Stored data entries
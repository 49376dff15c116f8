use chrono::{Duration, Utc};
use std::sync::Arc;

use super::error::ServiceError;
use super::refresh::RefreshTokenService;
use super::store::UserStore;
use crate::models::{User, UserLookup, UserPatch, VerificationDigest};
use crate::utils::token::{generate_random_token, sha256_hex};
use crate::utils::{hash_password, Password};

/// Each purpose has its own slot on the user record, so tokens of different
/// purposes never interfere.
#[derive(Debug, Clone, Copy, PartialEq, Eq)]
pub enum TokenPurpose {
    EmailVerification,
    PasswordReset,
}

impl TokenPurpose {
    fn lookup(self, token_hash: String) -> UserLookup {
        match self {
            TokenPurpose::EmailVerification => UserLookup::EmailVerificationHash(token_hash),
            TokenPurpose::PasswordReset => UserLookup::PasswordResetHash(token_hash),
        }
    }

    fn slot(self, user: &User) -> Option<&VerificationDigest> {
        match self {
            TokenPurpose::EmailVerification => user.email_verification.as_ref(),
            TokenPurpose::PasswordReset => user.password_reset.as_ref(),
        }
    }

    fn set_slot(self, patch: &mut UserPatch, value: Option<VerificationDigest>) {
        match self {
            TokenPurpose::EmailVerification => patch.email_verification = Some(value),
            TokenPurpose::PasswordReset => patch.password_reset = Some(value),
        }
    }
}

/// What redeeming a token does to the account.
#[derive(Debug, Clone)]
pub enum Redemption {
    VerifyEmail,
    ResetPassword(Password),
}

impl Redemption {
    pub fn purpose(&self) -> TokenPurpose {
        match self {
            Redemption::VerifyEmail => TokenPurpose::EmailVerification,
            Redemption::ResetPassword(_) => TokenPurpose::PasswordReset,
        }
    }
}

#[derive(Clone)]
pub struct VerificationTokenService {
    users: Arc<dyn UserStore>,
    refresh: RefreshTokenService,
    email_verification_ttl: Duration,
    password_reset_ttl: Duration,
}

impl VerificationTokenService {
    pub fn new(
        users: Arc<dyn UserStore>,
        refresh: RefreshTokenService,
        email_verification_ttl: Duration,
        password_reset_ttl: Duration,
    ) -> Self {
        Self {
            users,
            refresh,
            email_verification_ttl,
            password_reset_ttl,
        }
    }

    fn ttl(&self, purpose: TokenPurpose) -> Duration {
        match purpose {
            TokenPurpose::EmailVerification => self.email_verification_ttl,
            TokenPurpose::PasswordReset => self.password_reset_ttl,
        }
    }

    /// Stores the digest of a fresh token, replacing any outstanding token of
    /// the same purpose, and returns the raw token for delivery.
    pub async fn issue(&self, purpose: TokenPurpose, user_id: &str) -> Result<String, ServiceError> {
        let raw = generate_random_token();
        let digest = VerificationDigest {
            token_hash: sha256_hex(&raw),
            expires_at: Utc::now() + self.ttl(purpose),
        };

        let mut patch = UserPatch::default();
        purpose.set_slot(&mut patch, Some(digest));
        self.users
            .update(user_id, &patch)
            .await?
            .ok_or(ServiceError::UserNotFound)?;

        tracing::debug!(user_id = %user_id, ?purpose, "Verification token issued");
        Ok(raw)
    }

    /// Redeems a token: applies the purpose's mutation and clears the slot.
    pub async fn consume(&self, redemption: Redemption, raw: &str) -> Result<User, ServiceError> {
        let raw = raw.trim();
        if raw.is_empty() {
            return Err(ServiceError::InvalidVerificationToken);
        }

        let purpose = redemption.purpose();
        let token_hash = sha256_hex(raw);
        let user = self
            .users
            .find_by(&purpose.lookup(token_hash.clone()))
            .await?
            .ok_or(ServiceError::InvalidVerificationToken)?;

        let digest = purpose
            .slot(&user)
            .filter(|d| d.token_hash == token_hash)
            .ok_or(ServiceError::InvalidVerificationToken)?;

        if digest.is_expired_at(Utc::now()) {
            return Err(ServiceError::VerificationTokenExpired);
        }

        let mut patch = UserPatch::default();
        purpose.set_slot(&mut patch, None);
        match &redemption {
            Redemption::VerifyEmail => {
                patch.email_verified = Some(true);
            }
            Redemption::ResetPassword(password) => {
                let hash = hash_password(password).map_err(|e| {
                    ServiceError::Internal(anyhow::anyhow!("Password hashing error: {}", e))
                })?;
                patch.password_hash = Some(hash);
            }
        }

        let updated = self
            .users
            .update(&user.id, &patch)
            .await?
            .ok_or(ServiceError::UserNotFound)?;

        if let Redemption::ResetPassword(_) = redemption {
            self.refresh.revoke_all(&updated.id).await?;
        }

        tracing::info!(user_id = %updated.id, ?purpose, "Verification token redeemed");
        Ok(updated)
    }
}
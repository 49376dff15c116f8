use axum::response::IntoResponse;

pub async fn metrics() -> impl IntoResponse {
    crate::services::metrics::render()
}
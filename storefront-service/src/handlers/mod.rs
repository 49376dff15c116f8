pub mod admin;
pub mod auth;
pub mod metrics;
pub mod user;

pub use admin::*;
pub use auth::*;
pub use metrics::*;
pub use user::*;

▶ _Task item_
Copy each line of the entries in which the string "value" is found.

▶ _Written response_
    fn set_slot(self, patch: &mut UserPatch, value: Option<VerificationDigest>) {
            TokenPurpose::EmailVerification => patch.email_verification = Some(value),
            TokenPurpose::PasswordReset => patch.password_reset = Some(value),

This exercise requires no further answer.